6人最後の長期攻略
幼なじみ冒険者パーティー“選ばれた盟友”の今後について結論は出なかったが、6人最後の記念にダンジョン攻略に挑戦することだけは決まった。
シミリートが長期休暇を取れる機会はそんなに無さそうなので、何日もの泊まりがけ攻略は難しくなるはずだからである。
「よーし、最後に22階の顔を見てやるとするか!」
この6人で数年ダンジョンに挑戦して来た結果、ペンダントが銅色になる21階への到達は出来ていた。ただ出現する魔物が20階までのDランクではなく21階からはCランクであることもあり、その21階の踏破は出来ていない。
またこのダンジョンは階層の塊ごと、1階〜10階、11階〜20階、21階〜で広さが異なっている。Eランク魔物ばかりの10階までは、正方形の階層の対角線が徒歩で約1日だが、11階からは約2日に、21階からは約4日と言われている。単純に面積が4倍、4倍となっているのである。
満月ごとにリセットされる内部構造に対する地図もギルドで販売されるが、1階〜10階は銀貨1枚、11階〜20階は銀貨4枚、21階〜は銀貨16枚とされている。当然なこととして、先達が調査してギルドに報告されてから販売になるので月初めは入手できない。さらに21階以降は販売されていないこともある。

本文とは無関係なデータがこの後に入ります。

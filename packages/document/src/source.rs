//! Read-only access shared by the live tree and its snapshots.

use crate::block::Block;
use crate::id::BlockId;
use scriptory_templates::DocumentType;
use std::sync::Arc;

/// Arena slot. Slots are never reused: deleted blocks are tombstoned (their
/// content is kept so undo can resurrect them) and later purged to `Vacant`.
#[derive(Debug, Clone, PartialEq)]
pub enum Slot {
    Live(Arc<Block>),
    Tombstoned(Arc<Block>),
    Vacant,
}

/// Read access to a block arena.
///
/// Implemented by [`crate::BlockTree`] and [`crate::TreeSnapshot`]; walking
/// code (pagination, exporters, numbering) is written once against this trait.
pub trait BlockSource {
    fn slot(&self, id: BlockId) -> Option<&Slot>;

    fn root(&self) -> BlockId;

    fn document_type(&self) -> DocumentType;

    fn slot_count(&self) -> usize;

    /// Live block by handle
    fn get(&self, id: BlockId) -> Option<&Block> {
        match self.slot(id) {
            Some(Slot::Live(block)) => Some(block),
            _ => None,
        }
    }

    /// Live or tombstoned block
    fn get_any(&self, id: BlockId) -> Option<&Block> {
        match self.slot(id) {
            Some(Slot::Live(block)) | Some(Slot::Tombstoned(block)) => Some(block),
            _ => None,
        }
    }

    fn is_live(&self, id: BlockId) -> bool {
        self.get(id).is_some()
    }

    fn is_tombstoned(&self, id: BlockId) -> bool {
        matches!(self.slot(id), Some(Slot::Tombstoned(_)))
    }

    fn children(&self, id: BlockId) -> &[BlockId] {
        self.get(id).map(|block| block.children.as_slice()).unwrap_or(&[])
    }

    /// Live blocks in document (pre-)order, excluding the root
    fn document_order(&self) -> Vec<BlockId> {
        self.descendants(self.root())
    }

    /// Pre-order descendants of `id`, excluding `id` itself
    fn descendants(&self, id: BlockId) -> Vec<BlockId> {
        let mut order = Vec::new();
        let mut stack: Vec<BlockId> = self.children(id).iter().rev().copied().collect();
        while let Some(next) = stack.pop() {
            order.push(next);
            stack.extend(self.children(next).iter().rev().copied());
        }
        order
    }

    /// Whether `ancestor` lies on the parent chain of `id`
    fn is_ancestor(&self, ancestor: BlockId, id: BlockId) -> bool {
        let mut current = self.get(id).and_then(|block| block.parent);
        while let Some(parent) = current {
            if parent == ancestor {
                return true;
            }
            current = self.get(parent).and_then(|block| block.parent);
        }
        false
    }

    /// Parent handle and index among its siblings
    fn position(&self, id: BlockId) -> Option<(BlockId, usize)> {
        let parent = self.get(id)?.parent?;
        let index = self.children(parent).iter().position(|child| *child == id)?;
        Some((parent, index))
    }

    fn text(&self, id: BlockId) -> Option<String> {
        self.get(id).map(Block::text)
    }

    /// Live blocks (root first, then document order), cloned for comparison
    fn live_blocks(&self) -> Vec<Block> {
        std::iter::once(self.root())
            .chain(self.document_order())
            .filter_map(|id| self.get(id).cloned())
            .collect()
    }

    fn live_count(&self) -> usize {
        self.document_order().len() + 1
    }
}

/// Immutable view of a tree at one point in time.
///
/// Sharing is structural: taking a snapshot clones one `Arc`, and the live
/// tree copies slot pointers (not blocks) on its next mutation.
#[derive(Debug, Clone)]
pub struct TreeSnapshot {
    pub(crate) document_type: DocumentType,
    pub(crate) root: BlockId,
    pub(crate) slots: Arc<Vec<Slot>>,
}

impl BlockSource for TreeSnapshot {
    fn slot(&self, id: BlockId) -> Option<&Slot> {
        self.slots.get(id.index())
    }

    fn root(&self) -> BlockId {
        self.root
    }

    fn document_type(&self) -> DocumentType {
        self.document_type
    }

    fn slot_count(&self) -> usize {
        self.slots.len()
    }
}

ちなみに難易度が上がるのに面積あたりは同じ価格になっているのは、少しでも攻略を進めて欲しい思惑があるギルドによる補填である。
自身の能力の成長限界を感じた冒険者で、自身の安全圏の階層で月初めに地図作成のためにダンジョンに潜り、誰よりも早く情報価値が高いうちにギルドに販売するというルーチンを繰り返している者たちも居る。月初め、構造変更のあとは宝物も再配置されるので、なるべく早く階層を踏破することは思わぬ収入に出くわす期待もある。
今月も下旬に入っており、幸いに21階の地図は販売されていたが、今月の構造では、21階の入口から22階への階段である出口までは直線でも数日かかりそうである。
翌日からのダンジョン挑戦に向けて、野営等の準備や実家の家族たちへの説明のために早めに帰宅する6人であった。